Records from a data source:
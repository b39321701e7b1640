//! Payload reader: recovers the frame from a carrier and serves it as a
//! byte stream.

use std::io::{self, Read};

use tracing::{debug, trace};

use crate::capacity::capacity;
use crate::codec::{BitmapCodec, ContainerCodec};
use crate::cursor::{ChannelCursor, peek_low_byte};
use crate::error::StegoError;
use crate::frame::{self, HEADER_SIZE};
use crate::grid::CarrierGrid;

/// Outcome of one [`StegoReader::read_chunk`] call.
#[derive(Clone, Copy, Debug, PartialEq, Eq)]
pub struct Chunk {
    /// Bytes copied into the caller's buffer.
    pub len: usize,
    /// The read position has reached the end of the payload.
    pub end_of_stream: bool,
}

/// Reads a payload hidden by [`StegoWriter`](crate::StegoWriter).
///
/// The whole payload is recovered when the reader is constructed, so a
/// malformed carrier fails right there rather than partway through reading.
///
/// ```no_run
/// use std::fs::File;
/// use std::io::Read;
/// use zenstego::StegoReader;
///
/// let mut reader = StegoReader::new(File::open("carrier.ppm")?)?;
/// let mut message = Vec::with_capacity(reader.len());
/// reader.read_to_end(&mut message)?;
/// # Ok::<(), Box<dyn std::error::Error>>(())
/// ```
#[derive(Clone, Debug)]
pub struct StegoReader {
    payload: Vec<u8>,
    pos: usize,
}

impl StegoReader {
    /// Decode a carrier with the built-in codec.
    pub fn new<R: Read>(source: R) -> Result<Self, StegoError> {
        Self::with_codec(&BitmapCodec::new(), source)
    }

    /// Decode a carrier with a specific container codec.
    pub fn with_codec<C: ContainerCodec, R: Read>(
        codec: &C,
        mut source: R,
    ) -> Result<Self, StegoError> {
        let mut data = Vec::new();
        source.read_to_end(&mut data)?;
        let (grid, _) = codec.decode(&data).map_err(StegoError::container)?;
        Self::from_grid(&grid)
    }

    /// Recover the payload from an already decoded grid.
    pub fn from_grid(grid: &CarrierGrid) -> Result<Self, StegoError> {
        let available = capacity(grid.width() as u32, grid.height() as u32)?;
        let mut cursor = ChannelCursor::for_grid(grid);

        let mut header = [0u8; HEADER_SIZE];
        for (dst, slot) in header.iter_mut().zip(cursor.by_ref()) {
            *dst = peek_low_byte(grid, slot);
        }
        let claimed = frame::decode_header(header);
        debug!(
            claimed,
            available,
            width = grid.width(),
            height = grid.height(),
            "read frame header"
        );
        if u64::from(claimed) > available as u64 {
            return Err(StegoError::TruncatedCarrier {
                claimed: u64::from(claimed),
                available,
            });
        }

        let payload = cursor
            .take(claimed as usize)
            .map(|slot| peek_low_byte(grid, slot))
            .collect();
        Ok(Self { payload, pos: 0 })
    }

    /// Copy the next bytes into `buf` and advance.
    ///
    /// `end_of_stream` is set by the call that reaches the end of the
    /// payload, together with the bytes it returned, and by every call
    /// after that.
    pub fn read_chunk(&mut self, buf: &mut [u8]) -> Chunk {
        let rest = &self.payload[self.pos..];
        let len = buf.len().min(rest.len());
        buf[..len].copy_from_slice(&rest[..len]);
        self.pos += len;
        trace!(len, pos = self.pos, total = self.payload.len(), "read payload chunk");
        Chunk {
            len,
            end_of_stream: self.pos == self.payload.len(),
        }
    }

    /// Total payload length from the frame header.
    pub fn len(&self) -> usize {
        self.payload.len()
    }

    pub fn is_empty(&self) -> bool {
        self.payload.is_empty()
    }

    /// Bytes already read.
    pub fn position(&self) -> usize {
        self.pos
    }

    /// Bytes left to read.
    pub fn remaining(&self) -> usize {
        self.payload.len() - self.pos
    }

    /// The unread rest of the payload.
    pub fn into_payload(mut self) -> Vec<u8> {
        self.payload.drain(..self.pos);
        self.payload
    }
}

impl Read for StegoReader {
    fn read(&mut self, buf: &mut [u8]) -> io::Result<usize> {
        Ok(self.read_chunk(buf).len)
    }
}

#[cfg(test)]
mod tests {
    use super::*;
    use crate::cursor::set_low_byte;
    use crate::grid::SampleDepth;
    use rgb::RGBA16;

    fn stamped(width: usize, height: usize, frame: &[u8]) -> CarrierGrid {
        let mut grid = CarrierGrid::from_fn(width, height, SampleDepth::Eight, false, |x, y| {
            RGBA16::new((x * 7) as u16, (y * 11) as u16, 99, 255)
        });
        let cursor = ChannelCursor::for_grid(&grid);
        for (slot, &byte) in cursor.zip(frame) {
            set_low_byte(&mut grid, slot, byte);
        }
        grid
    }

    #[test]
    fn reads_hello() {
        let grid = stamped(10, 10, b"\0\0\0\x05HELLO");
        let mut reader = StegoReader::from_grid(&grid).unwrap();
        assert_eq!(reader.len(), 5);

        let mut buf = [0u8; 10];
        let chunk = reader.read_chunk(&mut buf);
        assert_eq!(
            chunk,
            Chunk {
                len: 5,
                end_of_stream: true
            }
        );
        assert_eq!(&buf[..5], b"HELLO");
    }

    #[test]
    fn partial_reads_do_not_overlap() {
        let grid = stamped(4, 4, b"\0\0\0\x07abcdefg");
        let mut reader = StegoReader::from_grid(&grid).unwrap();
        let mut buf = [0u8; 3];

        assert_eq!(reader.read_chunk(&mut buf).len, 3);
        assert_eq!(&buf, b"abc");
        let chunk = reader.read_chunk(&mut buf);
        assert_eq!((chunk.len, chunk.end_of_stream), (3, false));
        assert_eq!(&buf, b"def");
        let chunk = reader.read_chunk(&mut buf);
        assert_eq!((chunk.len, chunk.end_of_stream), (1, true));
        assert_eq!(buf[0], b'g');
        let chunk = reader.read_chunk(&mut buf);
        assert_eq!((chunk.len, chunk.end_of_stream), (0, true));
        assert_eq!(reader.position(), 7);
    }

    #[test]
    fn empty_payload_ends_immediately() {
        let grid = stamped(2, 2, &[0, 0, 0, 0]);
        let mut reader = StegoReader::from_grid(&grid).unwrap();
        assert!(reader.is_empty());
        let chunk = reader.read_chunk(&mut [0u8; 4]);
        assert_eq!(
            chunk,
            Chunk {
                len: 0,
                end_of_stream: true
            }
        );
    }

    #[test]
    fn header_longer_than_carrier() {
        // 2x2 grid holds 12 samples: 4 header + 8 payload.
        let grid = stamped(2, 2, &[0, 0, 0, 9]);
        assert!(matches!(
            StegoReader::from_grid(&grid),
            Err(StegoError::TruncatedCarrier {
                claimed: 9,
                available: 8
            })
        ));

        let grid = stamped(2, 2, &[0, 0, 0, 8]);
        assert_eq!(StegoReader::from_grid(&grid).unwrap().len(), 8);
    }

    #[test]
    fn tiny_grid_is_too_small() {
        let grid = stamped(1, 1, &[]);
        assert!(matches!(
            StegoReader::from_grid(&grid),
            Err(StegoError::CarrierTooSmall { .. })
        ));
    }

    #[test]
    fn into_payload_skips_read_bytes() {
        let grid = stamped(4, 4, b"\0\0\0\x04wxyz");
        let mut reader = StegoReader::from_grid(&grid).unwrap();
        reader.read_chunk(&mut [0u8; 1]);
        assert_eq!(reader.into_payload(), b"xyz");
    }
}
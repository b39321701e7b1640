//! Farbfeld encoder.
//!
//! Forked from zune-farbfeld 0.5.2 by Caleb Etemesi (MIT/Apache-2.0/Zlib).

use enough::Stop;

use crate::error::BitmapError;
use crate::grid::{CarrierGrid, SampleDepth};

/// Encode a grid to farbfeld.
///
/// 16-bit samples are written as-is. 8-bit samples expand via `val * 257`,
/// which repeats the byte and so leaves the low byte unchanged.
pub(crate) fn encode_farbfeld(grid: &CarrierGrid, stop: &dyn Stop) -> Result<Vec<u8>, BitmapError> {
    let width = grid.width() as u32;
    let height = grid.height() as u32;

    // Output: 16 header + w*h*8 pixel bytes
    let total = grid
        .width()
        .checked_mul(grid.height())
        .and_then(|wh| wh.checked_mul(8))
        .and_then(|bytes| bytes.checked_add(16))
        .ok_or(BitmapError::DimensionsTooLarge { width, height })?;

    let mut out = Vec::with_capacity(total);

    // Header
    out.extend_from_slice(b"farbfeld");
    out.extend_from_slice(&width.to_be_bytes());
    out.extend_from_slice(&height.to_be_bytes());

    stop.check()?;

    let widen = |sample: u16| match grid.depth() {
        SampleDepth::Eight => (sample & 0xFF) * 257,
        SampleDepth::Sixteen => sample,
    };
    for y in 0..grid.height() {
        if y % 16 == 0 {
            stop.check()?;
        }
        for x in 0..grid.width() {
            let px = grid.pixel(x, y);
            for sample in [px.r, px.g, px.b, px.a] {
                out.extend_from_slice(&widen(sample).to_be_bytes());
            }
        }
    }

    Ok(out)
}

* * *

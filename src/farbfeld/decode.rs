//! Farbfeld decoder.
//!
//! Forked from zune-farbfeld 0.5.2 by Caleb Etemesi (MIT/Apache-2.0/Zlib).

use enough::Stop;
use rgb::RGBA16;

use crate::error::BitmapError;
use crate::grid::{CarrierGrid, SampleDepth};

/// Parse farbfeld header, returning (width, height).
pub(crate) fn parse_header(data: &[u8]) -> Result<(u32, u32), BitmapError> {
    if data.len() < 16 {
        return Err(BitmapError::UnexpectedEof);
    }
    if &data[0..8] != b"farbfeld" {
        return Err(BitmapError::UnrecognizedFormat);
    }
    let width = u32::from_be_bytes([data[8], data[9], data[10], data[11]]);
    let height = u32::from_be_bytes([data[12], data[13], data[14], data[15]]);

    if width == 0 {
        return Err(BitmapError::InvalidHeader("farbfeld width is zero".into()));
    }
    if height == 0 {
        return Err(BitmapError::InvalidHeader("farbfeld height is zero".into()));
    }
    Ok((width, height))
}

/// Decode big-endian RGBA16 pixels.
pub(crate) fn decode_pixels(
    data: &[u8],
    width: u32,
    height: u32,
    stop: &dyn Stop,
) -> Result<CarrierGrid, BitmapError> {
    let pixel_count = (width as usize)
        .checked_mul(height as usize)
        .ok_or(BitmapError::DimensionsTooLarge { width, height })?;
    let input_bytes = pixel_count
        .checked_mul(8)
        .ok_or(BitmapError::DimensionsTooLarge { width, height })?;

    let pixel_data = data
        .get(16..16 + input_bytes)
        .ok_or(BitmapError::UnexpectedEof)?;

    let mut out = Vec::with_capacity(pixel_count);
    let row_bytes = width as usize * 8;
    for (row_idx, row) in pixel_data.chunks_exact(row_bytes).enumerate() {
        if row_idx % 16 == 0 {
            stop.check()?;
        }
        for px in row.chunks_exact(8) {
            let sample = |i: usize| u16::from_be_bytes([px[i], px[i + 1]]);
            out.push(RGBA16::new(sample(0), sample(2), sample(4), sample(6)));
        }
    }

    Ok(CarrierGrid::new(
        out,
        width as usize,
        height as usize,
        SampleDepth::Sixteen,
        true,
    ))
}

---

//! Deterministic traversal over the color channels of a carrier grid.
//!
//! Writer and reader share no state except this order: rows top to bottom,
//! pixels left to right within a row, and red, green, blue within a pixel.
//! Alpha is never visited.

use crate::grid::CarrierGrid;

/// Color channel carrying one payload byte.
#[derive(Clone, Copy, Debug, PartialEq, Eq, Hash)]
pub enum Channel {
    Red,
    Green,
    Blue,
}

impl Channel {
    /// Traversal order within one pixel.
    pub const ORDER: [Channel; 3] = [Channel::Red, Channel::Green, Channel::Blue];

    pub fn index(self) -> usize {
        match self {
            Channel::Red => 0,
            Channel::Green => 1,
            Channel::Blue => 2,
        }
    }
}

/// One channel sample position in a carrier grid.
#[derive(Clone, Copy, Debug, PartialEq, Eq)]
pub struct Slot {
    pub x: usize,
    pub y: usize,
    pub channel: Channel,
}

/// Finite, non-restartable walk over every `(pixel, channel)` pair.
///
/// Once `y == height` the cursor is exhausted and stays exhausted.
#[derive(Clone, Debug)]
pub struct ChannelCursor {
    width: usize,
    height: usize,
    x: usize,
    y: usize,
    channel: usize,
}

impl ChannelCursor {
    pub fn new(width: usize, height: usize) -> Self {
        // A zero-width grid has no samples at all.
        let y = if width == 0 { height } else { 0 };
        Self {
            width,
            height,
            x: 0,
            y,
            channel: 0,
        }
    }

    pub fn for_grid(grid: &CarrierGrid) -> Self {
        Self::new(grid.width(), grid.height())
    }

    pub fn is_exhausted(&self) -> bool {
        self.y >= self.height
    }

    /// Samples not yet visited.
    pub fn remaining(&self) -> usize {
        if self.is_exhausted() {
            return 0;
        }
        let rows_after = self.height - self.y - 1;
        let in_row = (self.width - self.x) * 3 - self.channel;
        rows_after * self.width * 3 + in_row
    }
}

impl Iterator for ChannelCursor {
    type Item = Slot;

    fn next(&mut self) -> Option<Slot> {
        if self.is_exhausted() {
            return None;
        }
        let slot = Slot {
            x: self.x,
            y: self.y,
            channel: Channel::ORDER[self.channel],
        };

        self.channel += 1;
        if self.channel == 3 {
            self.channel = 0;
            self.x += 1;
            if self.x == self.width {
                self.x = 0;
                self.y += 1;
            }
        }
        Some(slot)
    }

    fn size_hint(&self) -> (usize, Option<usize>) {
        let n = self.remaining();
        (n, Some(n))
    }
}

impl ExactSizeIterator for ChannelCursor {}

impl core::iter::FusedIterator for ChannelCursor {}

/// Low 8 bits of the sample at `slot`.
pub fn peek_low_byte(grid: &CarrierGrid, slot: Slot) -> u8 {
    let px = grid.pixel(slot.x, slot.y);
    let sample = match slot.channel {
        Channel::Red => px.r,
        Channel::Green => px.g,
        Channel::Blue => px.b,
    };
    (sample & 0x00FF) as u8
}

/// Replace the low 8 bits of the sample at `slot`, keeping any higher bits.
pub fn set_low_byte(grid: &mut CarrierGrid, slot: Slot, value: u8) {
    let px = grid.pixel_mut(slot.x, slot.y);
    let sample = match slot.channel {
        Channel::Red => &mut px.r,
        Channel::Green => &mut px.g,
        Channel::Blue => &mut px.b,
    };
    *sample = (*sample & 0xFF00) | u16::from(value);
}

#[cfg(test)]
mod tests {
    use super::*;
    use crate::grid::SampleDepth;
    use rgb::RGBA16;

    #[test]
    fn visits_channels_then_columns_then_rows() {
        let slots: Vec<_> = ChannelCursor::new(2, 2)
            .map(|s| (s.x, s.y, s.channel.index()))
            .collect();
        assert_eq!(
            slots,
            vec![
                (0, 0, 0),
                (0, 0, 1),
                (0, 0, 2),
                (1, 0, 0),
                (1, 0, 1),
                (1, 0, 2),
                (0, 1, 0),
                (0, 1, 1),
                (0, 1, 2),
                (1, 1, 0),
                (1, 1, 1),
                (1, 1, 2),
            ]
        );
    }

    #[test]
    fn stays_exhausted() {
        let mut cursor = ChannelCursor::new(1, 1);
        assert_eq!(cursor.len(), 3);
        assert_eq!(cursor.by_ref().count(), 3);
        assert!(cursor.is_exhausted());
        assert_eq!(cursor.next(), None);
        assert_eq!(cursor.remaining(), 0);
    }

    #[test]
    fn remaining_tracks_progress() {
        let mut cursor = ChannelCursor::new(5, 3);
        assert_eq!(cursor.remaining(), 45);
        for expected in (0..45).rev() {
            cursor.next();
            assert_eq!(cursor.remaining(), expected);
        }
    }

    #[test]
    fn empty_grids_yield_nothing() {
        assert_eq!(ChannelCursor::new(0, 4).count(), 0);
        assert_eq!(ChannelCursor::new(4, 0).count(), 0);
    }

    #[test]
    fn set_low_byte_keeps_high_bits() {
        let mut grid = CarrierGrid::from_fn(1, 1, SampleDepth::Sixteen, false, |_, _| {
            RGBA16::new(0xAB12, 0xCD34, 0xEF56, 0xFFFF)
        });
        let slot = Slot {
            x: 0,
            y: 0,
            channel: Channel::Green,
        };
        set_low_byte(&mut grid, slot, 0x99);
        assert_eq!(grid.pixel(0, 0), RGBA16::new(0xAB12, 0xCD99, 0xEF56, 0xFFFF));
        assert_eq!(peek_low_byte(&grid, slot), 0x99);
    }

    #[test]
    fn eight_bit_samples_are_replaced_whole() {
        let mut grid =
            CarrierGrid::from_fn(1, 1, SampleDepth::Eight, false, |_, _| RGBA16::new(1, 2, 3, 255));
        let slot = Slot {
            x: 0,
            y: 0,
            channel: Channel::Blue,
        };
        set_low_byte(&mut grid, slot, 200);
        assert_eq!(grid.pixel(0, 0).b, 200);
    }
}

YOUR ASSIGNMENT – Your answer should be only a number: how many lines of the data above contain the string "claimed"?

RESULT FOR THIS EXERCISE – 6